<<<<
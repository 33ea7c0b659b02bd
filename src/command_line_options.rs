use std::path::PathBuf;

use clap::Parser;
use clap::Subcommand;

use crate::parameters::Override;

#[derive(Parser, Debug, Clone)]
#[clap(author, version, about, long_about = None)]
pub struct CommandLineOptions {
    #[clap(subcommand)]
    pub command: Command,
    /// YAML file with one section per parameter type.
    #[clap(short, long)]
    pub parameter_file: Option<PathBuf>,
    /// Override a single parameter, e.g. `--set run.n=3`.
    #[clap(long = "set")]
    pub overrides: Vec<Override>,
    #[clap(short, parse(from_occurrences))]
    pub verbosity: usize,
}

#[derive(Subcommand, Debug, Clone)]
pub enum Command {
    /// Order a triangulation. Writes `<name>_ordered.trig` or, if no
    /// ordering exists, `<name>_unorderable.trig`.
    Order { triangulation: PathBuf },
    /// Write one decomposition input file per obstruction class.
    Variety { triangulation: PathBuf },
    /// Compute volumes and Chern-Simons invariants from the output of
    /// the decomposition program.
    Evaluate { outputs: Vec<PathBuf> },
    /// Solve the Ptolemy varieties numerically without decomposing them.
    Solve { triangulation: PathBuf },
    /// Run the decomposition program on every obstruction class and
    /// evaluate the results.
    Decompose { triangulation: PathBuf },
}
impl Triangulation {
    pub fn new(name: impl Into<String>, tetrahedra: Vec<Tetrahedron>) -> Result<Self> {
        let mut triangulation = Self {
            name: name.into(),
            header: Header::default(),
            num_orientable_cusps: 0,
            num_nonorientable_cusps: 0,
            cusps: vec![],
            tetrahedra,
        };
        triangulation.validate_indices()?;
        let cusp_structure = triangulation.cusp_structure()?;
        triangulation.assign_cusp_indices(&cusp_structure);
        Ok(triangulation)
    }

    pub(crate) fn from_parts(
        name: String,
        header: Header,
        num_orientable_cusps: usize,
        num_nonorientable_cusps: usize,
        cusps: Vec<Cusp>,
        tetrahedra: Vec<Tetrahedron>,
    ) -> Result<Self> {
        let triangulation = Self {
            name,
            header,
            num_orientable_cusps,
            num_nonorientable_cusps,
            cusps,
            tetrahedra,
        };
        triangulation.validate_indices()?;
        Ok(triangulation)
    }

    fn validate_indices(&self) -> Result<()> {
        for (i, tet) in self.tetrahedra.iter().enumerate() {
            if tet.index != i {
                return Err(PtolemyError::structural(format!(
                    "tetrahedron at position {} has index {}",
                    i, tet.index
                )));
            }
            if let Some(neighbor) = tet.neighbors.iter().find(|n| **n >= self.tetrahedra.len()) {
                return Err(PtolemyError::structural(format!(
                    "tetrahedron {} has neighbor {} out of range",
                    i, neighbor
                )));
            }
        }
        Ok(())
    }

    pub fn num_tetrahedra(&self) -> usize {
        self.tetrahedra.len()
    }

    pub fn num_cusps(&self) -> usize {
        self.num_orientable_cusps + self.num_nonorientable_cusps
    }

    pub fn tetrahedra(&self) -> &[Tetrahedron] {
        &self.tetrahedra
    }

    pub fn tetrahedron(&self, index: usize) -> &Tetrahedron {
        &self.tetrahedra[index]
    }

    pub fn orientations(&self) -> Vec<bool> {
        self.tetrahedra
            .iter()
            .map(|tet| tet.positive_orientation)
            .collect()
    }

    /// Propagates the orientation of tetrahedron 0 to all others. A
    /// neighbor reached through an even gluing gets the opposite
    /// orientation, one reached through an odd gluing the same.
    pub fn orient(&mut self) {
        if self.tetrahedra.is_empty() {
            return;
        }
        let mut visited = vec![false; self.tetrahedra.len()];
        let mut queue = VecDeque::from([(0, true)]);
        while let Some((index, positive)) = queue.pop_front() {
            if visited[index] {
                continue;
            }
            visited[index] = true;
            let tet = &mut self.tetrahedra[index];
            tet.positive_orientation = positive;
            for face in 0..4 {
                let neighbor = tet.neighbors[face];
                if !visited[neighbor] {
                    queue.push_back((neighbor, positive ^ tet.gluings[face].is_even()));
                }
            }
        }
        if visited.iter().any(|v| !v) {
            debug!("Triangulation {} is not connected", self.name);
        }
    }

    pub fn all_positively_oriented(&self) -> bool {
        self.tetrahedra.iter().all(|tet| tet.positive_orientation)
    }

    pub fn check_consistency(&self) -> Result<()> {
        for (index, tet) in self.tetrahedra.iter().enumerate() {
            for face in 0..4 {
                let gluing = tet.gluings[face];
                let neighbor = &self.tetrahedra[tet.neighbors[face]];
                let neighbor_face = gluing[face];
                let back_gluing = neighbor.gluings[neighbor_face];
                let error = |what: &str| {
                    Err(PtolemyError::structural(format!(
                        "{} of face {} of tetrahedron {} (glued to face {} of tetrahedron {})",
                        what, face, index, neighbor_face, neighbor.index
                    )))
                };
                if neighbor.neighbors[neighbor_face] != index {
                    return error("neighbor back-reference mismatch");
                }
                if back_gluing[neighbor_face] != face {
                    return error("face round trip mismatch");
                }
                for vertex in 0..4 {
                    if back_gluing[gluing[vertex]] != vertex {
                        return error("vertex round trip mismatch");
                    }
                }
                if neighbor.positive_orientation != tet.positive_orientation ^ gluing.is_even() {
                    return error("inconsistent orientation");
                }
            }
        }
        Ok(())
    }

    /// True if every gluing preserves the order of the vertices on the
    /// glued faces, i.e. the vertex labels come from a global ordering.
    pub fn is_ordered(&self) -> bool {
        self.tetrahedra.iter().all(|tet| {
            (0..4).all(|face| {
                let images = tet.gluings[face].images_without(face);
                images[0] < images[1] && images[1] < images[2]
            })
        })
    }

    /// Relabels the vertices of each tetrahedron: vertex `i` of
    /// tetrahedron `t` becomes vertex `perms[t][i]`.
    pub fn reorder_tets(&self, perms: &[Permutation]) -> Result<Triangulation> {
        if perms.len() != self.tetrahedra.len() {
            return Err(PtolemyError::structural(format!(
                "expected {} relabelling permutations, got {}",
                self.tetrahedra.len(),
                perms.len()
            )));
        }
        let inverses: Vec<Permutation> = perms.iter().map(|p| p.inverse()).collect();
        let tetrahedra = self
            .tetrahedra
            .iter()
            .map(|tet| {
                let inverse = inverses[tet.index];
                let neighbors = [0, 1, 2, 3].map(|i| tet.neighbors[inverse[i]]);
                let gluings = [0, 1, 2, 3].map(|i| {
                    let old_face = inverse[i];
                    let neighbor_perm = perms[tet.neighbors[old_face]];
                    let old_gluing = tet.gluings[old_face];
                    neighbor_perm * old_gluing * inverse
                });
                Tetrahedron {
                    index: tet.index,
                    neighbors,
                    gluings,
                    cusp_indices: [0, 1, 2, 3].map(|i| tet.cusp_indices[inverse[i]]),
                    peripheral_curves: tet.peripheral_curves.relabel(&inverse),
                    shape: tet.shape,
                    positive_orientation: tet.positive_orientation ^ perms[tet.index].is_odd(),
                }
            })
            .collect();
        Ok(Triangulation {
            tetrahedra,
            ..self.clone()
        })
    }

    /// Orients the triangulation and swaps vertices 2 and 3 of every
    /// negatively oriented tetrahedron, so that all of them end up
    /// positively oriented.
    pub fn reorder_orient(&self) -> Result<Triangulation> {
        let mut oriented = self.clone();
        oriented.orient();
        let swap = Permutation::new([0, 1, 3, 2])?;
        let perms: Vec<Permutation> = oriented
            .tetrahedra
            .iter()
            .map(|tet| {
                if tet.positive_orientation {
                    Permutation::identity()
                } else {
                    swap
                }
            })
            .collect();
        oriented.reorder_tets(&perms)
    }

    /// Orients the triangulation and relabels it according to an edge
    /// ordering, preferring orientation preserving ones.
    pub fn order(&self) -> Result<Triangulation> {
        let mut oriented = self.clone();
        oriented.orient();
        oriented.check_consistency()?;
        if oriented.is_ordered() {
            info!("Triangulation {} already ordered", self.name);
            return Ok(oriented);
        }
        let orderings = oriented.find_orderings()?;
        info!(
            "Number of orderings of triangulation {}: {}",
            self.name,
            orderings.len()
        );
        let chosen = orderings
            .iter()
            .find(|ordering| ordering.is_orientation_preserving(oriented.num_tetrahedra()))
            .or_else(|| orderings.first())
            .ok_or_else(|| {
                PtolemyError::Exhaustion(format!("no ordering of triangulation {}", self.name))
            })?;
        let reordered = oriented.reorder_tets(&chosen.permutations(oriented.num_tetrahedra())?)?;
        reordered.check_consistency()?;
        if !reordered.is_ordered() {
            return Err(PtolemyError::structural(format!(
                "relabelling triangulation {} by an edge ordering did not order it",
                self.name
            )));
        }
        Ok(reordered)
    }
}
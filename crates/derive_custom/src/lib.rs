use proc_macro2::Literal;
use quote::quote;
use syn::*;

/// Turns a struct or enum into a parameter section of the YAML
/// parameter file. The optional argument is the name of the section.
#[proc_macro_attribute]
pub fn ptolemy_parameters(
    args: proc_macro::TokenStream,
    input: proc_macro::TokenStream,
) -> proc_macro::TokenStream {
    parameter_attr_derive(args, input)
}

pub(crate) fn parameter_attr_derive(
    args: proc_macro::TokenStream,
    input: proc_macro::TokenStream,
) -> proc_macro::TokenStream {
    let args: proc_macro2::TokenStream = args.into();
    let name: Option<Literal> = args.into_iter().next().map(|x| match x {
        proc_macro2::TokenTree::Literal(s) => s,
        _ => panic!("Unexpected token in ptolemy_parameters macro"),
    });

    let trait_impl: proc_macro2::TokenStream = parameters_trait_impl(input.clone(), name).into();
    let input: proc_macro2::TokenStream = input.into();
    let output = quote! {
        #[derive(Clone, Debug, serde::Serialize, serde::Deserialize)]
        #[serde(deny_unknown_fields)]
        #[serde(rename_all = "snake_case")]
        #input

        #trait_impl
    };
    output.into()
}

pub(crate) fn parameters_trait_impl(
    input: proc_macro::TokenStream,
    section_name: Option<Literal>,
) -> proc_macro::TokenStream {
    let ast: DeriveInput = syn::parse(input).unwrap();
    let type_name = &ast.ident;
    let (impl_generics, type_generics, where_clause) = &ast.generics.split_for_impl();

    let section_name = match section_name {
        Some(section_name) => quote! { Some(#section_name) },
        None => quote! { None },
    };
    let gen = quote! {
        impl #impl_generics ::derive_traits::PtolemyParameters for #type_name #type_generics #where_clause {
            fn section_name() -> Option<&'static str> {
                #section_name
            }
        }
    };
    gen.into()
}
>>>>
(Goal of the exercise) Using the data above, repeat exactly the lines that begin at the line with "for (index, tet)" and end at the line with "what, face, index, neighbor_face, neighbor.index", both ends included.

(Written answer)
        for (index, tet) in self.tetrahedra.iter().enumerate() {
            for face in 0..4 {
                let gluing = tet.gluings[face];
                let neighbor = &self.tetrahedra[tet.neighbors[face]];
                let neighbor_face = gluing[face];
                let back_gluing = neighbor.gluings[neighbor_face];
                let error = |what: &str| {
                    Err(PtolemyError::structural(format!(
                        "{} of face {} of tetrahedron {} (glued to face {} of tetrahedron {})",
                        what, face, index, neighbor_face, neighbor.index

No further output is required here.